• Using Essential Oils to Improve Hand Sanitisers - Chromatography Investigates

GC-MS

Using Essential Oils to Improve Hand Sanitisers - Chromatography Investigates

Nov 24 2020

Coronavirus disease 2019 is with us for the foreseeable future. Even with the advent of a suitable vaccine and the rollout of a programme, it could take many years until the spread of the disease is under control and live can return to some semblance of normality. Without a vaccine or cure for the virus, we rely on containment methods to reduce the spread of the virus and disease. Governments and regulators are relying on three main strands, hand hygiene, social distancing and track and trace to bring the virus and disease under control to make sure hospitals are not overwhelmed.

Hand hygiene relies on good hand washing with soap and water or the use of a hand sanitizer. Hand sanitizer are particularly important ion areas of the world where there is a less than reliable clean water supply.
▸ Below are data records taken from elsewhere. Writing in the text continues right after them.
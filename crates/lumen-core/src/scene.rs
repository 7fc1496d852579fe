//! Scene container and environment model.

use glam::Vec3;

use crate::color::Color;
use crate::material::Bsdf;
use crate::ray::{Hit, Ray};

/// A primitive that rays can intersect.
pub trait Intersectable: Send + Sync {
    /// Returns the nearest front-facing intersection, if any.
    fn intersect(&self, ray: &Ray) -> Option<Hit>;

    /// The material covering this primitive.
    fn material(&self) -> &dyn Bsdf;
}

/// Environment lighting surrounding the scene.
///
/// Rays that escape the scene pick up the sky color above the horizon and
/// the ground color below it; rays that exhaust their bounce budget pick up
/// the ambient color.
#[derive(Debug, Clone)]
pub struct World {
    pub sky_color: Color,
    pub ground_color: Color,
    pub ambient_color: Color,
}

impl Default for World {
    fn default() -> Self {
        Self {
            sky_color: Color::new(0.7, 0.9, 1.0, 1.0),
            ground_color: Color::new(0.6, 0.3, 0.15, 1.0),
            ambient_color: Color::new(0.1, 0.1, 0.1, 1.0),
        }
    }
}

impl World {
    /// Background color seen by a ray leaving the scene in `direction`.
    pub fn background(&self, direction: Vec3) -> Color {
        if direction.y > 0.0 {
            self.sky_color
        } else {
            self.ground_color
        }
    }
}

/// All renderable content: intersectable objects plus the world environment.
pub struct Scene {
    objects: Vec<Box<dyn Intersectable>>,
    world: World,
}

impl Scene {
    /// Creates an empty scene with the default world.
    pub fn new() -> Self {
        Self::with_world(World::default())
    }

    pub fn with_world(world: World) -> Self {
        Self {
            objects: Vec::new(),
            world,
        }
    }

    pub fn add_object(&mut self, object: Box<dyn Intersectable>) {
        self.objects.push(object);
    }

    pub fn objects(&self) -> &[Box<dyn Intersectable>] {
        &self.objects
    }

    pub fn world(&self) -> &World {
        &self.world
    }

    pub fn len(&self) -> usize {
        self.objects.len()
    }

    pub fn is_empty(&self) -> bool {
        self.objects.is_empty()
    }

    /// Finds the nearest intersection across all objects, together with the
    /// intersected object's material.
    pub fn intersect(&self, ray: &Ray) -> Option<(Hit, &dyn Bsdf)> {
        let mut nearest: Option<(Hit, &dyn Bsdf)> = None;
        for object in &self.objects {
            if let Some(hit) = object.intersect(ray) {
                let closer = nearest
                    .as_ref()
                    .map(|(best, _)| hit.depth < best.depth)
                    .unwrap_or(true);
                if closer {
                    nearest = Some((hit, object.material()));
                }
            }
        }
        nearest
    }
}

impl Default for Scene {
    fn default() -> Self {
        Self::new()
    }
}
//! Command line renderer.
//!
//! Installs the bundled render addons into an [`AddonManager`], builds a
//! scene from an OBJ file or one of the preset scenes, renders it with the
//! selected engine and writes the result as a PNG.

use std::path::PathBuf;
use std::time::Instant;

use anyhow::Context;
use clap::{Parser, ValueEnum};
use rand::SeedableRng;
use rand::rngs::StdRng;
use tracing_subscriber::layer::SubscriberExt;
use tracing_subscriber::util::SubscriberInitExt;
use tracing_subscriber::{EnvFilter, fmt};

use lumen_core::{ImportOptions, PresetScene, Resolution, import_obj, load_preset};
use lumen_engine_cosmic::{CosmicAddon, CosmicEngine};
use lumen_engine_king::{KingAddon, KingEngine};
use lumen_host::{AddonManager, HostContext, HostVersion, RenderSettings};

/// Host version reported to addons at install time.
const HOST_VERSION: HostVersion = HostVersion::new(4, 5, 0);

#[derive(Debug, Clone, Copy, PartialEq, Eq, ValueEnum)]
enum EngineKind {
    Cosmic,
    King,
}

impl EngineKind {
    fn engine_name(self) -> &'static str {
        match self {
            EngineKind::Cosmic => CosmicEngine::NAME,
            EngineKind::King => KingEngine::NAME,
        }
    }
}

#[derive(Debug, Clone, Copy, PartialEq, Eq, ValueEnum)]
enum Preset {
    Spheres,
    SingleSphere,
    SphereArray,
    Cube,
}

impl From<Preset> for PresetScene {
    fn from(preset: Preset) -> Self {
        match preset {
            Preset::Spheres => PresetScene::Spheres,
            Preset::SingleSphere => PresetScene::SingleSphere,
            Preset::SphereArray => PresetScene::SphereArray,
            Preset::Cube => PresetScene::Cube,
        }
    }
}

#[derive(Debug, Parser)]
#[command(name = "lumen", about = "CPU renderer with pluggable engines")]
struct Cli {
    /// Render engine to use.
    #[arg(long, value_enum, default_value_t = EngineKind::Cosmic)]
    engine: EngineKind,

    /// Samples per pixel.
    #[arg(short, long, default_value_t = 1)]
    samples: u32,

    /// Maximum path length per sample.
    #[arg(short, long, default_value_t = 4)]
    bounces: u32,

    /// Output width in pixels.
    #[arg(short = 'x', long, default_value_t = 1920)]
    width: u32,

    /// Output height in pixels.
    #[arg(short = 'y', long, default_value_t = 1080)]
    height: u32,

    /// Worker threads, 0 for all available cores.
    #[arg(short = 'm', long, default_value_t = 0)]
    threads: usize,

    /// Output PNG path.
    #[arg(short, long)]
    output: PathBuf,

    /// OBJ file to render instead of a preset scene.
    #[arg(short, long)]
    input: Option<PathBuf>,

    /// Preset scene, ignored when --input is given.
    #[arg(long, value_enum, default_value_t = Preset::Spheres)]
    preset: Preset,
}

fn main() -> anyhow::Result<()> {
    tracing_subscriber::registry()
        .with(EnvFilter::try_from_default_env().unwrap_or_else(|_| "lumen=info".into()))
        .with(fmt::layer())
        .init();

    let cli = Cli::parse();

    let mut manager = AddonManager::new(HostContext::new(HOST_VERSION));
    manager.install(Box::new(CosmicAddon::new()))?;
    manager.install(Box::new(KingAddon::new()))?;
    manager.enable("Cosmic Render Engine")?;
    manager.enable("King Render Engine")?;

    let resolution = Resolution::new(cli.width, cli.height);
    let (scene, camera) = match &cli.input {
        Some(path) => import_obj(path, resolution, &ImportOptions::default())
            .with_context(|| format!("importing {}", path.display()))?,
        None => {
            let mut rng = StdRng::from_entropy();
            load_preset(cli.preset.into(), resolution, &mut rng)
                .context("building preset scene")?
        }
    };

    let engine_name = cli.engine.engine_name();
    let engine = manager
        .engine(engine_name)
        .with_context(|| format!("engine {engine_name} is not registered"))?;

    let settings = RenderSettings {
        samples: cli.samples,
        max_bounces: cli.bounces,
        threads: cli.threads,
    };

    let start = Instant::now();
    let film = engine.render(&scene, &camera, &settings)?;
    tracing::info!(
        engine = engine_name,
        elapsed_ms = start.elapsed().as_millis() as u64,
        "render finished"
    );

    let image = image::RgbaImage::from_raw(cli.width, cli.height, film.into_raw())
        .context("film buffer does not match the requested resolution")?;
    image
        .save(&cli.output)
        .with_context(|| format!("writing {}", cli.output.display()))?;
    tracing::info!(output = %cli.output.display(), "image written");

    Ok(())
}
Can essential oils be used to improve hand sanitizers? That is the question that researchers from the Faculty of Pharmacy at the University of Lagos, Nigeria set out to discover. In a paper published in the Journal of Basic and Social Pharmacy Research, researchers describe how they formulated a hand sanitizer using fruit peel extract tested using gas chromatography.

Sanitizing the bugs away

Hand washing and using sanitizers are key precautions in the fight against Covid-19 and other bacterial and viral infections. Shops typically use sanitizers at their entrances where it would be inconvenient to supply fresh soap and water. Hand sanitizers are especially valuable in areas where washing with soap and water might be difficult or impossible.
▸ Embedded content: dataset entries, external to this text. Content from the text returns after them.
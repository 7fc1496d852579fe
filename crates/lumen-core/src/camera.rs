//! Pinhole camera model.

use glam::Vec3;
use rand::Rng;
use rand::RngCore;

use crate::ray::Ray;

const MM_IN_M: f32 = 1000.0;

/// Output image resolution in pixels.
#[derive(Debug, Clone, Copy, PartialEq, Eq)]
pub struct Resolution {
    pub width: u32,
    pub height: u32,
}

impl Resolution {
    pub const fn new(width: u32, height: u32) -> Self {
        Self { width, height }
    }

    pub fn pixel_count(&self) -> usize {
        self.width as usize * self.height as usize
    }
}

/// A pinhole camera with a physical sensor model.
///
/// Rays leave the camera position through a sensor plane placed one focal
/// length in front of it. Focal length and sensor width are in millimetres,
/// matching typical photographic conventions.
#[derive(Debug, Clone)]
pub struct Camera {
    resolution: Resolution,
    position: Vec3,
    forward: Vec3,
    right: Vec3,
    up: Vec3,
    focal_length_mm: f32,
    sensor_width_mm: f32,
}

impl Camera {
    /// Creates a camera at `position` looking along `forward`.
    ///
    /// The right/up basis is derived from the world Y axis; straight-up and
    /// straight-down forward vectors get a fixed basis since the cross
    /// product degenerates there.
    pub fn new(
        resolution: Resolution,
        position: Vec3,
        forward: Vec3,
        focal_length_mm: f32,
        sensor_width_mm: f32,
    ) -> Self {
        let forward = forward.normalize();

        let (right, up) = if forward == Vec3::new(0.0, 1.0, 0.0) {
            (Vec3::new(0.0, 0.0, 1.0), Vec3::new(-1.0, 0.0, 0.0))
        } else if forward == Vec3::new(0.0, -1.0, 0.0) {
            (Vec3::new(0.0, 0.0, 1.0), Vec3::new(1.0, 0.0, 0.0))
        } else {
            let right = forward.cross(Vec3::Y).normalize();
            (right, right.cross(forward).normalize())
        };

        Self {
            resolution,
            position,
            forward,
            right,
            up,
            focal_length_mm,
            sensor_width_mm,
        }
    }

    pub fn resolution(&self) -> Resolution {
        self.resolution
    }

    pub fn position(&self) -> Vec3 {
        self.position
    }

    pub fn forward(&self) -> Vec3 {
        self.forward
    }

    pub fn right(&self) -> Vec3 {
        self.right
    }

    pub fn up(&self) -> Vec3 {
        self.up
    }

    /// Sensor width in metres.
    fn sensor_width_m(&self) -> f32 {
        self.sensor_width_mm / MM_IN_M
    }

    /// Sensor height in metres, preserving the pixel aspect ratio.
    fn sensor_height_m(&self) -> f32 {
        self.sensor_width_m() * self.resolution.height as f32 / self.resolution.width as f32
    }

    /// Side length of one pixel on the sensor plane, in metres.
    pub fn pixel_size_m(&self) -> f32 {
        self.sensor_width_m() / self.resolution.width as f32
    }

    /// The ray through the center of pixel `(x, y)`.
    ///
    /// `(0, 0)` is the top-left pixel. The returned direction is not
    /// normalized; its length is the distance to the sensor plane.
    pub fn primary_ray(&self, x: u32, y: u32) -> Ray {
        let near_plane_center = self.position + self.forward * (self.focal_length_mm / MM_IN_M);

        let horizontal =
            ((2 * x + 1) as f32 / self.resolution.width as f32 - 1.0) * self.sensor_width_m();
        let vertical =
            (-((2 * y + 1) as f32) / self.resolution.height as f32 + 1.0) * self.sensor_height_m();

        let direction =
            near_plane_center + self.right * horizontal + self.up * vertical - self.position;

        Ray::new(self.position, direction)
    }

    /// A jittered ray through pixel `(x, y)` for antialiasing.
    ///
    /// The central ray direction is offset by up to half a pixel on the
    /// sensor plane in each axis.
    pub fn sample_ray(&self, x: u32, y: u32, rng: &mut dyn RngCore) -> Ray {
        let central = self.primary_ray(x, y);
        let pixel_size = self.pixel_size_m();
        let jitter_x: f32 = rng.gen_range(-0.5..=0.5);
        let jitter_y: f32 = rng.gen_range(-0.5..=0.5);

        let direction = central.direction
            + self.right * (jitter_x * pixel_size)
            + self.up * (jitter_y * pixel_size);

        Ray::new(self.position, direction)
    }
}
Hand sanitizers typically fall into one of two categories – alcohol-based and alcohol-free. Some of the chemicals use din sanitizers are not always considered environmentally friendly, compounds like Triclosan are often used and are considered hormone disrupting chemicals and might also contribute to antimicrobial resistance. The researchers in Nigeria were interested in using essential oil from lime peel in a hand sanitizer.
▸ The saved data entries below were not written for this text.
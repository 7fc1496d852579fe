//! Lumen Addon Host
//!
//! The lifecycle host that render-engine addons register with:
//!
//! - [`addon::AddonInfo`] - Static addon metadata consumed by the host
//! - [`addon::Addon`] - The register/unregister lifecycle adapter
//! - [`engine::RenderEngine`] - Trait implemented by render engines
//! - [`registry::EngineRegistry`] - Engine registry with versioned handles
//! - [`manager::AddonManager`] - Drives the addon state machine
//!
//! # Lifecycle
//!
//! An addon moves through three states: installed (`Loaded`), enabled
//! (`Registered`), and removed. Enabling delegates to the addon's
//! [`Addon::register`], which registers one engine with the registry;
//! disabling reverses it. When the host context carries the live-reload
//! flag, re-enabling an already-enabled addon hot-swaps its engine and
//! invalidates previously issued handles.
//!
//! # Example
//!
//! ```ignore
//! use lumen_host::{AddonManager, HostContext, HostVersion};
//!
//! let host = HostContext::new(HostVersion::new(4, 5, 0));
//! let mut manager = AddonManager::new(host);
//! manager.install(Box::new(MyAddon::default()))?;
//! let handle = manager.enable("My Render Engine")?;
//! let engine = manager.registry().resolve(&handle)?;
//! ```

pub mod addon;
pub mod engine;
pub mod error;
pub mod manager;
pub mod registry;

pub use addon::*;
pub use engine::*;
pub use error::*;
pub use manager::*;
pub use registry::*;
Chromatography analyses the limes

It has been demonstrated that essential oils have antimicrobial and antibacterial properties. The researchers in Nigeria extracted oils from the peel of unripe limes Citrus aurantifolia using steam distillation. They analysed the oils using gas chromatography mass spectrometry. The analysis of oils is discussed in the article, Analysis of Polynuclear Aromatic Hydrocarbons (PAHs) in Edible Oil to 0.5 ppb.

The researchers formulated a hand sanitizer using the essential oil and analysed its antimicrobial activity. They report that they were able to identify 24 out of the many compounds found by GC-MS in the oil. The formulated sanitizer worked well against some microbes such as Staphylococcus aureus but less well against E. coli. They conclude that there is immense potential in establishing the use of

antimicrobial herbal products as a measure to prevent the spread of communicable diseases like COVID-19.